■ **RECORDED DATA**

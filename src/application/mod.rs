//! Application layer - Commands, Queries, and Handlers.
//!
//! Orchestrates the game domain through the ports. `GameCommandBus` is the
//! single entry point the gateway layer calls.

pub mod command_bus;
pub mod handlers;

pub use command_bus::{GameCommand, GameCommandBus, GameCommandOutput, GameServices};
pub use handlers::*;
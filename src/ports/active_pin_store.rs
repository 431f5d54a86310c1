//! Active PIN store port.
//!
//! Process-wide registry of PINs held by live sessions. Generation checks
//! each candidate against the set, then claims it; the claim must be atomic so two
//! generators can never both win the same PIN.

use std::collections::HashSet;

use async_trait::async_trait;

use crate::domain::foundation::DomainError;
use crate::domain::game::SessionPin;

#[async_trait]
pub trait ActivePinStore: Send + Sync {
    /// Snapshot of every PIN currently held.
    async fn get_active_pins(&self) -> Result<HashSet<SessionPin>, DomainError>;

    /// Whether a single PIN is currently held.
    ///
    /// Stores with a native membership query should override this.
    async fn is_pin_active(&self, pin: &SessionPin) -> Result<bool, DomainError> {
        Ok(self.get_active_pins().await?.contains(pin))
    }

    /// Claims a PIN.
    ///
    /// Returns `false` if the PIN was already held.
    async fn save_new_pin(&self, pin: &SessionPin) -> Result<bool, DomainError>;

    /// Releases a PIN. Releasing an unknown PIN is a no-op.
    async fn release_pin(&self, pin: &SessionPin) -> Result<(), DomainError>;
}
//! Event bus adapters.
//!
//! - `InMemoryEventBus` - In-process broadcast bus with bounded history

mod in_memory;

pub use in_memory::{InMemoryEventBus, DEFAULT_HISTORY_LIMIT};
//! Adapters - Implementations of port interfaces.
//!
//! Adapters connect the game engine to external systems:
//! - `events` - Event bus (in-memory broadcast)
//! - `quiz` - Quiz content (in-memory)
//! - `pins` - Active PIN set (in-memory, Redis)
//! - `archive` - Finished-game archive (in-memory, PostgreSQL)
//! - `session_store` - Live session registry and sweeper

pub mod archive;
pub mod events;
pub mod pins;
pub mod quiz;
pub mod session_store;

pub use archive::{InMemoryArchiveRepository, PostgresArchiveRepository};
pub use events::InMemoryEventBus;
pub use pins::{InMemoryPinStore, RedisPinStore};
pub use quiz::InMemoryQuizRepository;
pub use session_store::{
    InMemorySessionStore, SessionStoreConfig, SessionSweeper, SweeperConfig, SweeperHandle,
};
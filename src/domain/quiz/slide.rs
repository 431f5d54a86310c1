//! Slide snapshots as delivered by the quiz-content service.

use std::collections::BTreeSet;

use serde::{Deserialize, Serialize};

use crate::domain::foundation::SlideId;

/// What kind of unit a slide is.
#[derive(Debug, Clone, Copy, PartialEq, Eq, Hash, Serialize, Deserialize)]
#[serde(rename_all = "snake_case")]
pub enum SlideKind {
    SingleChoice,
    MultipleChoice,
    TrueFalse,
    /// Informational slide; never evaluated.
    Display,
}

impl SlideKind {
    /// Returns true if answers to this slide earn points.
    pub fn is_scored(&self) -> bool {
        !matches!(self, SlideKind::Display)
    }
}

/// One selectable answer on a slide.
#[derive(Debug, Clone, PartialEq, Eq, Serialize, Deserialize)]
pub struct AnswerOption {
    pub text: Option<String>,
    pub media_id: Option<String>,
    pub is_correct: bool,
}

impl AnswerOption {
    pub fn text(text: impl Into<String>, is_correct: bool) -> Self {
        Self {
            text: Some(text.into()),
            media_id: None,
            is_correct,
        }
    }

    pub fn image(media_id: impl Into<String>, is_correct: bool) -> Self {
        Self {
            text: None,
            media_id: Some(media_id.into()),
            is_correct,
        }
    }
}

/// Immutable copy of a slide, including its answer key.
#[derive(Debug, Clone, PartialEq, Eq, Serialize, Deserialize)]
pub struct SlideSnapshot {
    pub id: SlideId,
    /// Zero-based position within the quiz.
    pub position: usize,
    pub kind: SlideKind,
    pub question: String,
    pub media_id: Option<String>,
    pub time_limit_secs: u32,
    pub base_points: u32,
    pub options: Vec<AnswerOption>,
}

impl SlideSnapshot {
    /// Indices of the options marked correct.
    pub fn correct_indices(&self) -> BTreeSet<usize> {
        self.options
            .iter()
            .enumerate()
            .filter(|(_, option)| option.is_correct)
            .map(|(index, _)| index)
            .collect()
    }

    /// The slide as shown to players while the question is open.
    pub fn without_answer_key(&self) -> PublicSlide {
        PublicSlide {
            id: self.id,
            position: self.position,
            kind: self.kind,
            question: self.question.clone(),
            media_id: self.media_id.clone(),
            time_limit_secs: self.time_limit_secs,
            base_points: self.base_points,
            options: self
                .options
                .iter()
                .map(|option| PublicOption {
                    text: option.text.clone(),
                    media_id: option.media_id.clone(),
                })
                .collect(),
        }
    }
}

/// Answer option without its correctness flag.
#[derive(Debug, Clone, PartialEq, Eq, Serialize, Deserialize)]
pub struct PublicOption {
    pub text: Option<String>,
    pub media_id: Option<String>,
}

/// Slide stripped of every correctness flag.
#[derive(Debug, Clone, PartialEq, Eq, Serialize, Deserialize)]
pub struct PublicSlide {
    pub id: SlideId,
    pub position: usize,
    pub kind: SlideKind,
    pub question: String,
    pub media_id: Option<String>,
    pub time_limit_secs: u32,
    pub base_points: u32,
    pub options: Vec<PublicOption>,
}
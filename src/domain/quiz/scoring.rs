//! Scoring strategies.
//!
//! A correct answer earns `round((1 - (t / limit) / 2) * base_points)`:
//! full points at t = 0, half at t = limit. Correctness is an exact match
//! between the selected set and the set of correct options.

use std::collections::BTreeSet;
use std::time::Duration;

use crate::domain::game::GameError;

use super::SlideKind;

/// Everything a strategy needs to score one submission.
#[derive(Debug, Clone)]
pub struct ScoringInput<'a> {
    pub selected: &'a BTreeSet<usize>,
    pub correct: &'a BTreeSet<usize>,
    pub response_time: Duration,
    pub time_limit_secs: u32,
    pub base_points: u32,
}

/// Correctness and points for one submission.
#[derive(Debug, Clone, Copy, PartialEq, Eq)]
pub struct ScoreOutcome {
    pub is_correct: bool,
    pub score: u32,
}

impl ScoreOutcome {
    pub const INCORRECT: Self = Self {
        is_correct: false,
        score: 0,
    };
}

/// Computes score and correctness for a submission.
pub trait ScoringStrategy: Send + Sync {
    /// # Errors
    ///
    /// - `Consistency` if the slide cannot be scored
    fn score(&self, input: &ScoringInput<'_>) -> Result<ScoreOutcome, GameError>;
}

/// Time-decayed scoring with exact-set correctness.
#[derive(Debug, Clone, Copy, Default)]
pub struct TimeWeightedScoring;

impl TimeWeightedScoring {
    fn points(response_time: Duration, time_limit_secs: u32, base_points: u32) -> u32 {
        if time_limit_secs == 0 {
            return base_points;
        }

        let limit = f64::from(time_limit_secs);
        let elapsed = response_time.as_secs_f64();
        // Answers arriving after the limit are late.
        if elapsed > limit {
            return 0;
        }

        let factor = (1.0 - (elapsed / limit) / 2.0).max(0.0);
        (factor * f64::from(base_points)).round() as u32
    }
}

impl ScoringStrategy for TimeWeightedScoring {
    fn score(&self, input: &ScoringInput<'_>) -> Result<ScoreOutcome, GameError> {
        if input.correct.is_empty() {
            return Err(GameError::consistency(
                "slide has no correct option defined",
            ));
        }

        // An empty selection is a timed-out answer and never correct.
        if input.selected.is_empty() || input.selected != input.correct {
            return Ok(ScoreOutcome::INCORRECT);
        }

        Ok(ScoreOutcome {
            is_correct: true,
            score: Self::points(input.response_time, input.time_limit_secs, input.base_points),
        })
    }
}

/// Strategy for display-only slides; invoking it is always an error.
#[derive(Debug, Clone, Copy, Default)]
pub struct NonScoring;

impl ScoringStrategy for NonScoring {
    fn score(&self, _input: &ScoringInput<'_>) -> Result<ScoreOutcome, GameError> {
        Err(GameError::consistency(
            "display-only slides are never evaluated",
        ))
    }
}

static TIME_WEIGHTED: TimeWeightedScoring = TimeWeightedScoring;
static NON_SCORING: NonScoring = NonScoring;

/// Picks the strategy for a slide kind.
pub fn strategy_for(kind: SlideKind) -> &'static dyn ScoringStrategy {
    if kind.is_scored() {
        &TIME_WEIGHTED
    } else {
        &NON_SCORING
    }
}
//! Ports - Interfaces for external dependencies.
//!
//! Following hexagonal architecture, ports define the contracts between
//! the game engine and the outside world. Adapters implement these ports.
//!
//! ## Content
//!
//! - `QuizRepository` - Read access to quiz content
//!
//! ## Live State
//!
//! - `SessionStore` - Registry of running sessions, PIN and QR lookup
//! - `ActivePinStore` - Process-wide set of claimed PINs
//!
//! ## Output
//!
//! - `SessionArchiveRepository` - Write-once archive of finished games
//! - `EventPublisher` - Game events for the gateway layer

mod active_pin_store;
mod event_publisher;
mod quiz_repository;
mod session_archive_repository;
mod session_store;

pub use active_pin_store::ActivePinStore;
pub use event_publisher::EventPublisher;
pub use quiz_repository::QuizRepository;
pub use session_archive_repository::SessionArchiveRepository;
pub use session_store::{SessionHandle, SessionStore};
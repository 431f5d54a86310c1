//! Game phase state machine.

use serde::{Deserialize, Serialize};
use std::fmt;

use crate::domain::foundation::StateMachine;

/// Phase of a live game.
///
/// ```text
/// Lobby ──► Question ──► Results ──► End
///              ▲            │
///              └────────────┘
/// ```
#[derive(Debug, Clone, Copy, PartialEq, Eq, Hash, Serialize, Deserialize)]
#[serde(rename_all = "SCREAMING_SNAKE_CASE")]
pub enum GameState {
    /// Players are joining; no slide is open yet.
    Lobby,
    /// The current slide accepts answers.
    Question,
    /// Answers are closed and the scoreboard is shown.
    Results,
    /// All slides played.
    End,
}

impl GameState {
    /// Returns true while players may still join.
    pub fn accepts_players(&self) -> bool {
        matches!(self, GameState::Lobby)
    }

    /// Returns true while the current slide accepts answers.
    pub fn accepts_answers(&self) -> bool {
        matches!(self, GameState::Question)
    }
}

impl StateMachine for GameState {
    fn can_transition_to(&self, target: &Self) -> bool {
        use GameState::*;
        matches!(
            (self, target),
            (Lobby, Question) | (Question, Results) | (Results, Question) | (Results, End)
        )
    }

    fn valid_transitions(&self) -> Vec<Self> {
        use GameState::*;
        match self {
            Lobby => vec![Question],
            Question => vec![Results],
            Results => vec![Question, End],
            End => vec![],
        }
    }
}

impl fmt::Display for GameState {
    fn fmt(&self, f: &mut fmt::Formatter<'_>) -> fmt::Result {
        let s = match self {
            GameState::Lobby => "LOBBY",
            GameState::Question => "QUESTION",
            GameState::Results => "RESULTS",
            GameState::End => "END",
        };
        write!(f, "{}", s)
    }
}
//! Submission evaluation.
//!
//! Bridges quiz-content scoring with session mutation: a submission is
//! scored by the quiz, frozen into a [`SessionPlayerAnswer`] and appended to
//! the current slide's result.

use crate::domain::foundation::PlayerId;
use crate::domain::game::{GameError, GameSession, GameState, SessionPlayerAnswer, SlideResult};
use crate::domain::quiz::{QuizContent, SlideSnapshot, Submission};

use super::ProgressRankingService;

/// Evaluates submissions against quiz content and records them.
pub struct SubmissionEvaluationService;

impl SubmissionEvaluationService {
    /// Scores one submission and appends it to the session.
    ///
    /// # Errors
    ///
    /// - `InvalidState` if no question is open or the slide takes no answers
    /// - `Consistency` if the submission addresses a slide other than the current one
    /// - `NotFound` if the player or slide is unknown
    /// - `Validation` for a malformed selection
    /// - `DuplicateAnswer` if the player already answered
    pub fn evaluate_one(
        session: &mut GameSession,
        quiz: &dyn QuizContent,
        player_id: PlayerId,
        submission: &Submission,
    ) -> Result<SessionPlayerAnswer, GameError> {
        let answer = Self::evaluate(session, quiz, player_id, submission)?;
        session.add_player_answer(answer.slide_id, answer.clone())?;
        Ok(answer)
    }

    /// Scores every submission for the current slide, then closes it.
    ///
    /// All submissions are evaluated before any is recorded, so a malformed
    /// one leaves the session untouched. Returns the closed slide's result.
    pub fn evaluate_batch(
        session: &mut GameSession,
        quiz: &dyn QuizContent,
        submissions: &[(PlayerId, Submission)],
    ) -> Result<SlideResult, GameError> {
        let slide_id = session.current_slide_id();
        let current: &GameSession = session;
        let answers = submissions
            .iter()
            .map(|(player_id, submission)| Self::evaluate(current, quiz, *player_id, submission))
            .collect::<Result<Vec<_>, _>>()?;

        // Rejects duplicates inside the batch before touching the session.
        let batch = SlideResult::from_answers(slide_id, answers)?;
        for answer in batch.answers() {
            session.add_player_answer(slide_id, answer.clone())?;
        }

        Self::record_timeouts(session, quiz)?;
        ProgressRankingService::close_current_slide(session, quiz)?;

        session
            .slide_result(&slide_id)
            .cloned()
            .ok_or_else(|| GameError::consistency(format!("slide {} closed without a result", slide_id)))
    }

    /// Records a timed-out answer for every player who has not answered the
    /// open slide. Display slides are skipped. Returns how many were added.
    ///
    /// # Errors
    ///
    /// - `InvalidState` if no question is open
    /// - `NotFound` if the current slide is not part of the quiz
    pub fn record_timeouts(
        session: &mut GameSession,
        quiz: &dyn QuizContent,
    ) -> Result<usize, GameError> {
        Self::ensure_open(session)?;
        let slide = Self::current_slide(session, quiz)?;
        if !slide.kind.is_scored() {
            return Ok(0);
        }

        let pending = session.players_without_answer();
        for player_id in &pending {
            let submission = Submission::timed_out(slide.id, slide.time_limit_secs);
            let evaluation = quiz.evaluate_answer(&submission)?;
            let answer = SessionPlayerAnswer::from_evaluation(*player_id, evaluation, &slide);
            session.add_player_answer(slide.id, answer)?;
        }
        Ok(pending.len())
    }

    fn evaluate(
        session: &GameSession,
        quiz: &dyn QuizContent,
        player_id: PlayerId,
        submission: &Submission,
    ) -> Result<SessionPlayerAnswer, GameError> {
        Self::ensure_open(session)?;

        if submission.slide_id != session.current_slide_id() {
            return Err(GameError::consistency(format!(
                "submission for slide {} but slide {} is open",
                submission.slide_id,
                session.current_slide_id()
            )));
        }
        session.require_player(&player_id)?;

        let slide = Self::current_slide(session, quiz)?;
        if !slide.kind.is_scored() {
            return Err(GameError::invalid_state(format!(
                "slide {} does not take answers",
                slide.id
            )));
        }

        let evaluation = quiz.evaluate_answer(submission)?;
        if evaluation.slide_id != submission.slide_id {
            return Err(GameError::consistency(format!(
                "quiz evaluated slide {} for a submission to slide {}",
                evaluation.slide_id, submission.slide_id
            )));
        }

        Ok(SessionPlayerAnswer::from_evaluation(player_id, evaluation, &slide))
    }

    fn ensure_open(session: &GameSession) -> Result<(), GameError> {
        if session.state() == GameState::Question {
            Ok(())
        } else {
            Err(GameError::invalid_state(format!(
                "session {} is in {}, answers are closed",
                session.pin(),
                session.state()
            )))
        }
    }

    fn current_slide(
        session: &GameSession,
        quiz: &dyn QuizContent,
    ) -> Result<SlideSnapshot, GameError> {
        let slide_id = session.current_slide_id();
        quiz.slide_snapshot_by_id(&slide_id)
            .ok_or_else(|| GameError::not_found("Slide", slide_id))
    }
}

■ **TASK OBJECTIVE**
The lines to copy run from the first line of the entries to the line containing "bus (in-memory broadcast)"; copy them exactly and output nothing else.

■ **WRITTEN SOLUTION**
filename src/application/mod.rs
//! Application layer - Commands, Queries, and Handlers.
//!
//! Orchestrates the game domain through the ports. `GameCommandBus` is the
//! single entry point the gateway layer calls.

pub mod command_bus;
pub mod handlers;

pub use command_bus::{GameCommand, GameCommandBus, GameCommandOutput, GameServices};
pub use handlers::*;
filename src/ports/active_pin_store.rs
repository 431f5d54a86310c1
//! Active PIN store port.
//!
//! Process-wide registry of PINs held by live sessions. Generation checks
//! each candidate against the set, then claims it; the claim must be atomic so two
//! generators can never both win the same PIN.

use std::collections::HashSet;

use async_trait::async_trait;

use crate::domain::foundation::DomainError;
use crate::domain::game::SessionPin;

#[async_trait]
pub trait ActivePinStore: Send + Sync {
    /// Snapshot of every PIN currently held.
    async fn get_active_pins(&self) -> Result<HashSet<SessionPin>, DomainError>;

    /// Whether a single PIN is currently held.
    ///
    /// Stores with a native membership query should override this.
    async fn is_pin_active(&self, pin: &SessionPin) -> Result<bool, DomainError> {
        Ok(self.get_active_pins().await?.contains(pin))
    }

    /// Claims a PIN.
    ///
    /// Returns `false` if the PIN was already held.
    async fn save_new_pin(&self, pin: &SessionPin) -> Result<bool, DomainError>;

    /// Releases a PIN. Releasing an unknown PIN is a no-op.
    async fn release_pin(&self, pin: &SessionPin) -> Result<(), DomainError>;
}
//! Event bus adapters.
//!
//! - `InMemoryEventBus` - In-process broadcast bus with bounded history

mod in_memory;

pub use in_memory::{InMemoryEventBus, DEFAULT_HISTORY_LIMIT};
//! Adapters - Implementations of port interfaces.
//!
//! Adapters connect the game engine to external systems:
//! - `events` - Event bus (in-memory broadcast)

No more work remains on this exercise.